| GIVEN RECORDS |
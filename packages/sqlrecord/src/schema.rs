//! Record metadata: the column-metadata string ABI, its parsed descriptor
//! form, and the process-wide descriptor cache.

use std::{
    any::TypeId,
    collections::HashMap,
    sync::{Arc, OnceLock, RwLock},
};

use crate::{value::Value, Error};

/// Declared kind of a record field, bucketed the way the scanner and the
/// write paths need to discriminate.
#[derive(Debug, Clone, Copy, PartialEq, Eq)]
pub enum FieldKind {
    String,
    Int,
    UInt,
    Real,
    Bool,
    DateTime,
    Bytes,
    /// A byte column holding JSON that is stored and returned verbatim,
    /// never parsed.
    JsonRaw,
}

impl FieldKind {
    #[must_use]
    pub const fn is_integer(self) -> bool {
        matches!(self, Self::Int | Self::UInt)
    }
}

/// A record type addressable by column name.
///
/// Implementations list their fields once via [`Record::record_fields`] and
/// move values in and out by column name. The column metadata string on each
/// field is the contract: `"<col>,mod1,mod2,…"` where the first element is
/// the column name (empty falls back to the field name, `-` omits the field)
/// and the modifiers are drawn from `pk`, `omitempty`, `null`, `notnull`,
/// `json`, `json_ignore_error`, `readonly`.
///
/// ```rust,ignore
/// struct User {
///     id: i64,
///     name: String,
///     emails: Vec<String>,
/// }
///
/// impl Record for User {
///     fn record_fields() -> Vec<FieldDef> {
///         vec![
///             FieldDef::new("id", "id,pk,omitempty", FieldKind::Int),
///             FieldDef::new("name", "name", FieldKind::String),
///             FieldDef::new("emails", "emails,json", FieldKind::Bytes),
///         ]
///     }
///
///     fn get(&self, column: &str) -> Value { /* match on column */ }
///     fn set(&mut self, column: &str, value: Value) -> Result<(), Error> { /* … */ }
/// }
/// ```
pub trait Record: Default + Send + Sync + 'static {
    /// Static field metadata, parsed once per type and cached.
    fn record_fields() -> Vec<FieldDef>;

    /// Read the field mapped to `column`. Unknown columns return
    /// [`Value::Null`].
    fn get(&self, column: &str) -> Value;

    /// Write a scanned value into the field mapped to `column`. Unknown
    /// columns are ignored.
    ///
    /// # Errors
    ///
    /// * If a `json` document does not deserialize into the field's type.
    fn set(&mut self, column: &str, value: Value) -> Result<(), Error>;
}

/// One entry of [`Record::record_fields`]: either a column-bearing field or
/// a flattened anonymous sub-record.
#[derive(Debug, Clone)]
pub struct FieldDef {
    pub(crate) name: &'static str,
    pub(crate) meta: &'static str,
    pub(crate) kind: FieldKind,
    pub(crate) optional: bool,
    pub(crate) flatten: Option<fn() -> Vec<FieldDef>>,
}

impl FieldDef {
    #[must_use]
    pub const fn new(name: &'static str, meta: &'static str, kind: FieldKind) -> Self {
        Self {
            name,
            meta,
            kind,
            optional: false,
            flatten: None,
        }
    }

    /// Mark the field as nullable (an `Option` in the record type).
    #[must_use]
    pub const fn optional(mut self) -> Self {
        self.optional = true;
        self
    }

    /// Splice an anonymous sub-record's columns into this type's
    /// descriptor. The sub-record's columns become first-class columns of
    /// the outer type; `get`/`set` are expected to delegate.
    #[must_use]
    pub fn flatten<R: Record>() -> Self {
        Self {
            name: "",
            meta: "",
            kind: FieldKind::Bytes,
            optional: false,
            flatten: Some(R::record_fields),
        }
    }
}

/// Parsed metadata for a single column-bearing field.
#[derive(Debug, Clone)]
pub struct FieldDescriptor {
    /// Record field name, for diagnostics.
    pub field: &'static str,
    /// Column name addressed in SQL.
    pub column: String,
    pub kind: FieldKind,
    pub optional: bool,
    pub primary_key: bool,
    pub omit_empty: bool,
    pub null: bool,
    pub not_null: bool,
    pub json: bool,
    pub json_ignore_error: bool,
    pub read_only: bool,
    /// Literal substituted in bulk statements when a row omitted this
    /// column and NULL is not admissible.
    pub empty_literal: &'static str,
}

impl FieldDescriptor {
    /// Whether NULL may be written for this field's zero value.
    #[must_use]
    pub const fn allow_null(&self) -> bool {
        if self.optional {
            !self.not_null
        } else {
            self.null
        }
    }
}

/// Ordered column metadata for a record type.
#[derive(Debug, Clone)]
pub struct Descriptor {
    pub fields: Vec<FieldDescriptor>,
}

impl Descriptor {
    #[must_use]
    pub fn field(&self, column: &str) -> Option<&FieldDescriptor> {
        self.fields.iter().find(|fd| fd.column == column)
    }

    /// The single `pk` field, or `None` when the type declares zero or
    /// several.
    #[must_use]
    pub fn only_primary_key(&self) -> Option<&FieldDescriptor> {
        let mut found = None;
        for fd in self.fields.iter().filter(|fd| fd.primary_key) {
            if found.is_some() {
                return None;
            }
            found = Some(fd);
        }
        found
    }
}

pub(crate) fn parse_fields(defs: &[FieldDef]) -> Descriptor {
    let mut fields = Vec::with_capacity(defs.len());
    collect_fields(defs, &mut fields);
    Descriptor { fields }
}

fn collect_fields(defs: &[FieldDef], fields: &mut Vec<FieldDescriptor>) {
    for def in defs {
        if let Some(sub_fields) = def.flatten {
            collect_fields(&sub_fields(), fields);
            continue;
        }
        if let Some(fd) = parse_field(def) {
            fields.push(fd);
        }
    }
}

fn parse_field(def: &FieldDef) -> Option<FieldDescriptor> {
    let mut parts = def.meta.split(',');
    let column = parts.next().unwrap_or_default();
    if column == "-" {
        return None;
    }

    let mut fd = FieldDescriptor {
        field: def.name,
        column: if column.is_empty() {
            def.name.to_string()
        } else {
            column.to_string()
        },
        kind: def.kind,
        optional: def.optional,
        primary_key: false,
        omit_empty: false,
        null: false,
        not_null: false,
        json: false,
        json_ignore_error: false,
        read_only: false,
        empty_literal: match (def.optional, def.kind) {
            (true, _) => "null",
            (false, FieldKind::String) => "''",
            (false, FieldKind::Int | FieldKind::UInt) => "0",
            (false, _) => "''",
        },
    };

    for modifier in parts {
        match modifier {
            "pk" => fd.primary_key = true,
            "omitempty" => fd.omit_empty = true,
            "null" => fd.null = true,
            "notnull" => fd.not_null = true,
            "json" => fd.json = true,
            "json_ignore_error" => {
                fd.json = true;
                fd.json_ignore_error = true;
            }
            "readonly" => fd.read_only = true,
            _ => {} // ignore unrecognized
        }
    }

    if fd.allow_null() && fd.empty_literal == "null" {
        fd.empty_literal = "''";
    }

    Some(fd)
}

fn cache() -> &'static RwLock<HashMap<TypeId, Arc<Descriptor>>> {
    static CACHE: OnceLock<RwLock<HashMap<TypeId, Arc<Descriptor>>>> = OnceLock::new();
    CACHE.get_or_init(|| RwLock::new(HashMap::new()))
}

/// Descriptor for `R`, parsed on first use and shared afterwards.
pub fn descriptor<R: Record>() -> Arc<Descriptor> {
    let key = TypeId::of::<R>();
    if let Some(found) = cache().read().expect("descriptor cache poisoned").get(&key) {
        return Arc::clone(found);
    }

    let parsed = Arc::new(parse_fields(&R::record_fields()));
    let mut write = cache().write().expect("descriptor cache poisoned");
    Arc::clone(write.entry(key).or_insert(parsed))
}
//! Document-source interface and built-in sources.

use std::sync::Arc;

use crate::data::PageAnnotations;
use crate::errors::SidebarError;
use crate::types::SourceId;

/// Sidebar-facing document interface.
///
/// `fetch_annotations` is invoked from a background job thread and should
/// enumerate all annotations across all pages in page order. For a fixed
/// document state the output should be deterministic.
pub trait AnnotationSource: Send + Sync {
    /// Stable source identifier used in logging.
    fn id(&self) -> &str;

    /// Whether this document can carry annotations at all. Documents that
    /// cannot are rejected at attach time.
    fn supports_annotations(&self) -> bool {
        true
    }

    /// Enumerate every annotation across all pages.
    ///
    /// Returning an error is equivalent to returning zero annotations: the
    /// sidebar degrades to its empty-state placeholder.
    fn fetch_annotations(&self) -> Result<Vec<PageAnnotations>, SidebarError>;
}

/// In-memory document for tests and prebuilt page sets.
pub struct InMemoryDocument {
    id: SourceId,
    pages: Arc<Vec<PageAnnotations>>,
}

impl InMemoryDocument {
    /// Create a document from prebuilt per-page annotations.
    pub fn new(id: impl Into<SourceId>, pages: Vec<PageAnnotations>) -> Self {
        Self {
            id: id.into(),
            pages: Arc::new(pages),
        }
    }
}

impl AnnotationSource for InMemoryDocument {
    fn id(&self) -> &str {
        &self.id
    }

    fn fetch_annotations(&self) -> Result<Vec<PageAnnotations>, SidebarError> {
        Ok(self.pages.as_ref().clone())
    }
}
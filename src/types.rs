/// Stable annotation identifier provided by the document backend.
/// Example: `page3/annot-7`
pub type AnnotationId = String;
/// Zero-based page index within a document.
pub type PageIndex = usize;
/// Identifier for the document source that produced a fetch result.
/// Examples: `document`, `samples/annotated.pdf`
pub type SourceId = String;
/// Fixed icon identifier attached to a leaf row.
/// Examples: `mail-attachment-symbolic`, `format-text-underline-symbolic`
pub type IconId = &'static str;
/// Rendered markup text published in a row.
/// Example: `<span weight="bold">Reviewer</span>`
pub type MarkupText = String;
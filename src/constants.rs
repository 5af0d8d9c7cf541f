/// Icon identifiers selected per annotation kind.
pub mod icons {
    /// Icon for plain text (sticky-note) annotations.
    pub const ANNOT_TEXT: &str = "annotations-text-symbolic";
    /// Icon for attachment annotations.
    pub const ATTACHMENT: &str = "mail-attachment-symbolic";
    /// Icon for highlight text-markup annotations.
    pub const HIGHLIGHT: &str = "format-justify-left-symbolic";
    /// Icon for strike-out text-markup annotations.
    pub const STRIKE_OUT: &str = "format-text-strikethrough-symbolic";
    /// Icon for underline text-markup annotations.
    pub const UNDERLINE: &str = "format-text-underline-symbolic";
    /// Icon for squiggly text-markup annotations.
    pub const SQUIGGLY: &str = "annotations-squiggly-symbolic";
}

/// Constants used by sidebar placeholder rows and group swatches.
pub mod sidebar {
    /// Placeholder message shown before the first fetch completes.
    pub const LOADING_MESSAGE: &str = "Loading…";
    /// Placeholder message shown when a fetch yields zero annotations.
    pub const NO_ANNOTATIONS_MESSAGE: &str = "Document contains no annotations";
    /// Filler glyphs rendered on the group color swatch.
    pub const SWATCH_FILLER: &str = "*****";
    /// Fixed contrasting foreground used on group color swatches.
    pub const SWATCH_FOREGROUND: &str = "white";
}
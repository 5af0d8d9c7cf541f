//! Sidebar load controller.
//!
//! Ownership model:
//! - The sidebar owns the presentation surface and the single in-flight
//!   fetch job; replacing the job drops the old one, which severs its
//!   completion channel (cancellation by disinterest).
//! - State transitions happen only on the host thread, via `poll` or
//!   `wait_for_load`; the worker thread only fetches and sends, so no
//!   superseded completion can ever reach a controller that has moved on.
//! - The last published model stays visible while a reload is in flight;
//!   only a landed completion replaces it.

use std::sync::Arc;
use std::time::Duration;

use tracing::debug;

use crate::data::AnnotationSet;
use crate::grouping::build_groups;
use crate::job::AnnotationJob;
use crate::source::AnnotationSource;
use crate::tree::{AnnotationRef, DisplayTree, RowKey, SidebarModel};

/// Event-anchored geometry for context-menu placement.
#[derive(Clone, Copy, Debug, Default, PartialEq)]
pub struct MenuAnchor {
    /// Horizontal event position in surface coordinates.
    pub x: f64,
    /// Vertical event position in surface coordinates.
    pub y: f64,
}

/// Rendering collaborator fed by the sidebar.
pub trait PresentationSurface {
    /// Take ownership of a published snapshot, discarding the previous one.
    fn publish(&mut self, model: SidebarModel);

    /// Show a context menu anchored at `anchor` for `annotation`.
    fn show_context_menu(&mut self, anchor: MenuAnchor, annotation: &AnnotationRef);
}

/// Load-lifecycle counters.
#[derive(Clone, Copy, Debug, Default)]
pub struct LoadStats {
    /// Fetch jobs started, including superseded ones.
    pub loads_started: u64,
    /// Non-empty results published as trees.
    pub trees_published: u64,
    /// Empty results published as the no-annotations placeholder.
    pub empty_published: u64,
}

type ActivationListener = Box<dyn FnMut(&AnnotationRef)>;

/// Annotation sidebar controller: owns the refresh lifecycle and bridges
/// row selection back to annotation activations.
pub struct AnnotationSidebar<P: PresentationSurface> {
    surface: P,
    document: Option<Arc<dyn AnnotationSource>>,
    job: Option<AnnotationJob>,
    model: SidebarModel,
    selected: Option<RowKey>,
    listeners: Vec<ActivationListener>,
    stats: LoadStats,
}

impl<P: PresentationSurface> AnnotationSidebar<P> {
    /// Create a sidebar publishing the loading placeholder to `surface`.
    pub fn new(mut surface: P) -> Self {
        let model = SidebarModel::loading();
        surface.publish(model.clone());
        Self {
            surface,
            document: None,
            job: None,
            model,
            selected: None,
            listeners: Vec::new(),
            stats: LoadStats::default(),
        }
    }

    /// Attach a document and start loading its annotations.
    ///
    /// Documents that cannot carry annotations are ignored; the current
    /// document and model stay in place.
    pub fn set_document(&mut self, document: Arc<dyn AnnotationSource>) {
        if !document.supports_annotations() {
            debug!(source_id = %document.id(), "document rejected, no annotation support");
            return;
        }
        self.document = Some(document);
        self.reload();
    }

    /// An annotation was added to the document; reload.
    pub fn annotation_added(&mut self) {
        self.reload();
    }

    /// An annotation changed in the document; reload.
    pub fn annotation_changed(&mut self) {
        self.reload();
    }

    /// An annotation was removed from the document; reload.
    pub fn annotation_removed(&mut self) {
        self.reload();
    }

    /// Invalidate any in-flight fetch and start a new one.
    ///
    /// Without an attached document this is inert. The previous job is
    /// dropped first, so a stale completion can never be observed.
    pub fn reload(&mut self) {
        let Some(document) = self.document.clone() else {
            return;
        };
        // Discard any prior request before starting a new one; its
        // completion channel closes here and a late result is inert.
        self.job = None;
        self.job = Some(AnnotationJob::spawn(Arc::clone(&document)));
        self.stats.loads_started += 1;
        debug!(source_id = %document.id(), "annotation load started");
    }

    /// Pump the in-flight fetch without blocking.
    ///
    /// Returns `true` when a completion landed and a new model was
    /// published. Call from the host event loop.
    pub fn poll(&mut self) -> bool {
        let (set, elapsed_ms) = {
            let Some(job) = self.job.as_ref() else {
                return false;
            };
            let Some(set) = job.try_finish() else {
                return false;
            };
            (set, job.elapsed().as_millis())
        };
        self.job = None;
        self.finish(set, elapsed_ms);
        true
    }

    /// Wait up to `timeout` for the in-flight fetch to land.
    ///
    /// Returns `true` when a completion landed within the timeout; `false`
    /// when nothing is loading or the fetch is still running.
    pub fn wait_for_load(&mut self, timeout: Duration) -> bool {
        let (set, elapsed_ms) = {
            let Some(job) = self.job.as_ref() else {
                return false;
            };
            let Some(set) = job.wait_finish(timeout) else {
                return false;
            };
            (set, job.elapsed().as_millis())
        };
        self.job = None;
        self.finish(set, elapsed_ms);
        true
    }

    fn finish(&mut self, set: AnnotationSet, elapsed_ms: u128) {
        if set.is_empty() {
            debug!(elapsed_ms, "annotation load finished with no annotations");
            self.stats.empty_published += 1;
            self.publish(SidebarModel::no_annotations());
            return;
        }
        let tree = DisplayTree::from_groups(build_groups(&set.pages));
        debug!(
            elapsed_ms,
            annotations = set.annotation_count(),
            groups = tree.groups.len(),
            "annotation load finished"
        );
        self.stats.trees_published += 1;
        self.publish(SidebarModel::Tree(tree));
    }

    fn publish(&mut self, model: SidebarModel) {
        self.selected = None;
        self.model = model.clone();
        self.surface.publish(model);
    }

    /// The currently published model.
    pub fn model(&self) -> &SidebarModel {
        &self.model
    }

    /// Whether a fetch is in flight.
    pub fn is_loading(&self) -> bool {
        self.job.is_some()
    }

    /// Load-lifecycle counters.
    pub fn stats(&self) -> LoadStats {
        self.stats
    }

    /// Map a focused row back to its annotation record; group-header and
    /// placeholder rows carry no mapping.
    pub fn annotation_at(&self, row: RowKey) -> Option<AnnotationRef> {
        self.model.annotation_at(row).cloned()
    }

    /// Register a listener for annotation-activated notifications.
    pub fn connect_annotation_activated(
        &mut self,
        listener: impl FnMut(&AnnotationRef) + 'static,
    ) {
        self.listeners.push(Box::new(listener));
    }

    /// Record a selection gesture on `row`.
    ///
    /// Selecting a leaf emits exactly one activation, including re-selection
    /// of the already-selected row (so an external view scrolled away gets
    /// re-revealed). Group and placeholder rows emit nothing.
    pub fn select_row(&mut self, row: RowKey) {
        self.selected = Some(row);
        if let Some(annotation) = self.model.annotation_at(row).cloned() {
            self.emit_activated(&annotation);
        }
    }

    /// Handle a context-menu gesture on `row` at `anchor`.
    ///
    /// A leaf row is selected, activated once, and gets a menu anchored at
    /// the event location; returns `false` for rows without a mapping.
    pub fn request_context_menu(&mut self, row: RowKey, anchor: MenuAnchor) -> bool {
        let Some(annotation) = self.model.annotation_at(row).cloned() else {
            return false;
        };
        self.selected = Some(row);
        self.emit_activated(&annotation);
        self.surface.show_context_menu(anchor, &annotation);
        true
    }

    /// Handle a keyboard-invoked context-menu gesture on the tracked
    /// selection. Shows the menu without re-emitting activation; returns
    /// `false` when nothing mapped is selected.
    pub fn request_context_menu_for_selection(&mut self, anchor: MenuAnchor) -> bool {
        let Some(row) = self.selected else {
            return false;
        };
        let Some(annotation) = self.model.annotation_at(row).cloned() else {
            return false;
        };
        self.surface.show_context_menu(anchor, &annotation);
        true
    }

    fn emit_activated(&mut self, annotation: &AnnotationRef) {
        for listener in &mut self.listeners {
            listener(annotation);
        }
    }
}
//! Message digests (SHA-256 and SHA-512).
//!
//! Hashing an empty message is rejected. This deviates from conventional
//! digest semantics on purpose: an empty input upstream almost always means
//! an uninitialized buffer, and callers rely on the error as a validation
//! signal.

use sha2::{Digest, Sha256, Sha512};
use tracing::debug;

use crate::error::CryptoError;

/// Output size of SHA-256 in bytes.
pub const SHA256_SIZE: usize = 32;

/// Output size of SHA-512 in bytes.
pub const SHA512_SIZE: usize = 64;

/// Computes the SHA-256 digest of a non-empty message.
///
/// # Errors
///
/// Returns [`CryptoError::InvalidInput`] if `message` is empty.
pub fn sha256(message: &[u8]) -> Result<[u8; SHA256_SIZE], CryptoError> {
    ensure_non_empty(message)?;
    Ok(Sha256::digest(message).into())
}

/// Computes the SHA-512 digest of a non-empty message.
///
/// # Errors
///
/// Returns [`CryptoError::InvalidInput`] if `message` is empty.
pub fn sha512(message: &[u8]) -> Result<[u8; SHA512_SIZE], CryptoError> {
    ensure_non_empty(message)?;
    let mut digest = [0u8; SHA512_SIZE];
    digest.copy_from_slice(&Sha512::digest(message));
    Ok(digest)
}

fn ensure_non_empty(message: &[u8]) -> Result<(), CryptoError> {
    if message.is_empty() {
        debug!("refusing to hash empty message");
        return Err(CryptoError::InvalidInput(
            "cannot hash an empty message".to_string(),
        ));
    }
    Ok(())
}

| EXERCISE |
Precisely reproduce the lines of the entries, beginning at the first and ending at the one containing "fn get(&self, column: &str) -> Value;". Add nothing.

| RESPONSE TO THE EXERCISE |
filename packages/sqlrecord/src/schema.rs
//! Record metadata: the column-metadata string ABI, its parsed descriptor
//! form, and the process-wide descriptor cache.

use std::{
    any::TypeId,
    collections::HashMap,
    sync::{Arc, OnceLock, RwLock},
};

use crate::{value::Value, Error};

/// Declared kind of a record field, bucketed the way the scanner and the
/// write paths need to discriminate.
#[derive(Debug, Clone, Copy, PartialEq, Eq)]
pub enum FieldKind {
    String,
    Int,
    UInt,
    Real,
    Bool,
    DateTime,
    Bytes,
    /// A byte column holding JSON that is stored and returned verbatim,
    /// never parsed.
    JsonRaw,
}

impl FieldKind {
    #[must_use]
    pub const fn is_integer(self) -> bool {
        matches!(self, Self::Int | Self::UInt)
    }
}

/// A record type addressable by column name.
///
/// Implementations list their fields once via [`Record::record_fields`] and
/// move values in and out by column name. The column metadata string on each
/// field is the contract: `"<col>,mod1,mod2,…"` where the first element is
/// the column name (empty falls back to the field name, `-` omits the field)
/// and the modifiers are drawn from `pk`, `omitempty`, `null`, `notnull`,
/// `json`, `json_ignore_error`, `readonly`.
///
/// ```rust,ignore
/// struct User {
///     id: i64,
///     name: String,
///     emails: Vec<String>,
/// }
///
/// impl Record for User {
///     fn record_fields() -> Vec<FieldDef> {
///         vec![
///             FieldDef::new("id", "id,pk,omitempty", FieldKind::Int),
///             FieldDef::new("name", "name", FieldKind::String),
///             FieldDef::new("emails", "emails,json", FieldKind::Bytes),
///         ]
///     }
///
///     fn get(&self, column: &str) -> Value { /* match on column */ }
///     fn set(&mut self, column: &str, value: Value) -> Result<(), Error> { /* … */ }
/// }
/// ```
pub trait Record: Default + Send + Sync + 'static {
    /// Static field metadata, parsed once per type and cached.
    fn record_fields() -> Vec<FieldDef>;

    /// Read the field mapped to `column`. Unknown columns return
    /// [`Value::Null`].
    fn get(&self, column: &str) -> Value;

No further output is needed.